By 100% contrast pattern do you mean a full 100% white field? If so, it would be normal to have lower luminance on a 100% white field compared to a 100% white window. But you shouldn't use 100% patterns for calibration anyway because that can cause several accuracy problems. You should use 75% patterns if you have them. And you should always use window patterns, not full field patterns for calibrating color and grayscale.

Why -- that is why 75% IRE and why a window over a full field?

TIA.
post #476 of 1810
Quote:
Originally Posted by azmodien View Post

I am referring to the ref field at the end of the sequence of colored patterns on Tom's disc. It says 100% contrast on it and it is full field. I was getting a lower luminance reading than the IRE 100 window gave me.

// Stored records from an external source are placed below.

//! Pipeline state and the snapshot handed to presentation layers

use super::BUDGET_LIMIT;
use crate::extract::{FinalBlueprint, ParsedPlan};
use crate::generation::{EnvironmentalReport, OptimizedPlan};
use chrono::{DateTime, Utc};
use serde::{Deserialize, Serialize};
use std::fmt;

/// Which phase a pipeline is in.
#[derive(Debug, Clone, Copy, PartialEq, Eq, Hash, Serialize, Deserialize)]
#[serde(rename_all = "lowercase")]
pub enum Stage {
    Initial,
    Loading,
    Done,
    Optimizing,
    Optimized,
    Finalizing,
    Finalized,
    Evaluating,
    Evaluated,
    Error,
}

impl Stage {
    /// A generation call is outstanding.
    pub fn is_in_flight(self) -> bool {
        matches!(
            self,
            Stage::Loading | Stage::Optimizing | Stage::Finalizing | Stage::Evaluating
        )
    }

    pub fn is_terminal(self) -> bool {
        matches!(self, Stage::Evaluated | Stage::Error)
    }

    pub fn as_str(self) -> &'static str {
        match self {
            Stage::Initial => "initial",
            Stage::Loading => "loading",
            Stage::Done => "done",
            Stage::Optimizing => "optimizing",
            Stage::Optimized => "optimized",
            Stage::Finalizing => "finalizing",
            Stage::Finalized => "finalized",
            Stage::Evaluating => "evaluating",
            Stage::Evaluated => "evaluated",
            Stage::Error => "error",
        }
    }
}

impl fmt::Display for Stage {
    fn fmt(&self, f: &mut fmt::Formatter<'_>) -> fmt::Result {
        f.write_str(self.as_str())
    }
}

/// The transition that failed.
#[derive(Debug, Clone, Copy, PartialEq, Eq, Serialize, Deserialize)]
#[serde(rename_all = "lowercase")]
pub enum ErrorStage {
    Initial,
    Optimization,
    Finalization,
    Evaluation,
}

impl ErrorStage {
    pub fn as_str(self) -> &'static str {
        match self {
            ErrorStage::Initial => "initial",
            ErrorStage::Optimization => "optimization",
            ErrorStage::Finalization => "finalization",
            ErrorStage::Evaluation => "evaluation",
        }
    }
}

impl fmt::Display for ErrorStage {
    fn fmt(&self, f: &mut fmt::Formatter<'_>) -> fmt::Result {
        f.write_str(self.as_str())
    }
}

#[derive(Debug, Clone, PartialEq, Serialize, Deserialize)]
pub struct StageError {
    pub stage: ErrorStage,
    pub message: String,
}

/// Everything one pipeline run has accumulated.
///
/// Only the orchestrator mutates this. Once `stage` is `Error`, `error` is
/// set; in every other stage it is `None`.
#[derive(Debug, Clone)]
pub struct PipelineState {
    pub stage: Stage,
    pub description: String,
    pub plan: Option<ParsedPlan>,
    pub grand_total: f64,
    pub optimized: Option<OptimizedPlan>,
    pub final_blueprint: Option<FinalBlueprint>,
    pub report: Option<EnvironmentalReport>,
    pub error: Option<StageError>,
    pub updated_at: DateTime<Utc>,
}

impl PipelineState {
    pub fn new(description: impl Into<String>) -> Self {
        Self {
            stage: Stage::Initial,
            description: description.into(),
            plan: None,
            grand_total: 0.0,
            optimized: None,
            final_blueprint: None,
            report: None,
            error: None,
            updated_at: Utc::now(),
        }
    }

    /// Derived from the grand total on every call.
    pub fn is_over_budget(&self) -> bool {
        exceeds_budget(self.grand_total)
    }

    /// The original costing, if the cost estimate section was extracted.
    pub fn original_costing(&self) -> Option<&str> {
        self.plan
            .as_ref()
            .filter(|plan| plan.has_costing())
            .map(|plan| plan.costing.as_str())
    }

    pub(crate) fn enter(&mut self, stage: Stage) {
        self.stage = stage;
        self.touch();
    }

    pub(crate) fn fail(&mut self, stage: ErrorStage, message: impl Into<String>) {
        self.stage = Stage::Error;
        self.error = Some(StageError {
            stage,
            message: message.into(),
        });
        self.touch();
    }

    pub(crate) fn touch(&mut self) {
        self.updated_at = Utc::now();
    }

    pub fn snapshot(&self) -> PlanSnapshot {
        PlanSnapshot {
            stage: self.stage,
            description: self.description.clone(),
            plan: self.plan.clone(),
            grand_total: self.grand_total,
            budget_limit: BUDGET_LIMIT,
            over_budget: self.is_over_budget(),
            optimized_plan: self.optimized.clone(),
            final_blueprint: self.final_blueprint.clone(),
            environmental_report: self.report.clone(),
            error: self.error.clone(),
            updated_at: self.updated_at,
        }
    }
}

/// The budget decision: strictly greater than the limit.
pub fn exceeds_budget(grand_total: f64) -> bool {
    grand_total > BUDGET_LIMIT
}

/// Read-only view of a pipeline for presentation layers.
#[derive(Debug, Clone, PartialEq, Serialize, Deserialize)]
#[serde(rename_all = "camelCase")]
pub struct PlanSnapshot {
    pub stage: Stage,
    pub description: String,
    #[serde(flatten)]
    pub plan: Option<ParsedPlan>,
    pub grand_total: f64,
    pub budget_limit: f64,
    pub over_budget: bool,
    #[serde(skip_serializing_if = "Option::is_none")]
    pub optimized_plan: Option<OptimizedPlan>,
    #[serde(skip_serializing_if = "Option::is_none")]
    pub final_blueprint: Option<FinalBlueprint>,
    #[serde(skip_serializing_if = "Option::is_none")]
    pub environmental_report: Option<EnvironmentalReport>,
    #[serde(skip_serializing_if = "Option::is_none")]
    pub error: Option<StageError>,
    pub updated_at: DateTime<Utc>,
}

Regardless, my main problem is with the color saturation. I set the color decoder according to the appropriate luminance percentages using the 100 IRE window. Even though the CIE color points are mostly dead-on (except red), the DVE color block pattern is all over the place. I don't know what is supposed to be correct.

Tom does go on to say early in that posting to use WINDOW over full field..
What you want to read is 75% white(I dont think he actually says 100% white), then 75% color..pick the WINDOW patterns over full field windows..ALthough I think if you have FrontProjector, then a FULL wiindow will be better. For RearProj - then window should be used.

If you did use 100% window in white and read the Y luminance, then you have to make sure that your COLOR (R,G,B,C,M,Y) are 100% as well..they have to match each other in pattern..Stick with 75%white pattern window, then 75% Colors window
post #477 of 1810
Thread Starter 
The Contrast pattern contains 99% and 98% stripes against a 100% background. Set the contrast so that the stripes don't disappear against the background. It is NOT to be used as a reference window for color decoding.

You must use windows for CRTs and plasmas. For other display types you can use windows or fields.

The problem with 100% signals is that displays are often non-linear at peak output. 75% patterns drive the display at about 50% output and avoids those problems.
post #478 of 1810
gregr, Tom

I think you should check both 75% and 100% decoding levels. Yes it is true that 100% patterns tend to blow white and decoding levels out - but don't you want to know that so you can turn down the contrast so that the 100% pattern becomes just as bright as your 75% patterns were so the problems go away?

If you don't calibrate for 100% - then half of the brightness you see won't be calibrated - it will still be annoying blowouts!
post #479 of 1810
If you set the decoding levels with a 75% pattern as suggested. You could easily check if the contrast ratio is too high, with a 100% pattern, right? You can then adjust it accordingly to find the best setting.
post #480 of 1810
Hey all...

This is in reference to one of my specific posts in another thread:

http://www.avsforum.com/avs-vb/showt...5#post12220805

So, in essence, I received my replacement one today and it seems to work right. But I have a specific question about the color decoder and not the program, so I feel it fits in more here.

Background: this is a Sony VPL-VW50 with over 1000 hours on the bulb. With the new colorimeter, I see a problem again with the color decoder. However, I am wondering if this is a problem with the DI implementation. I've gone through setting Red with DI auto and manual. With DI auto, there is no way I can get an appropriate 21% based off of white. Just isn't going to happen. However, with DI manually set, I can set color and tint just fine.

So, here's the question. Do I go ahead and set colors with DI manual and move it back to auto once done, or is there something else I should be doing. I must say it was much easier calibrating this time around, so it was definitely the broken i1 that was my problem.

I'll post more about the specifics in the other thread when I get a chance. Just wanted to deal with the general feeling regarding DI.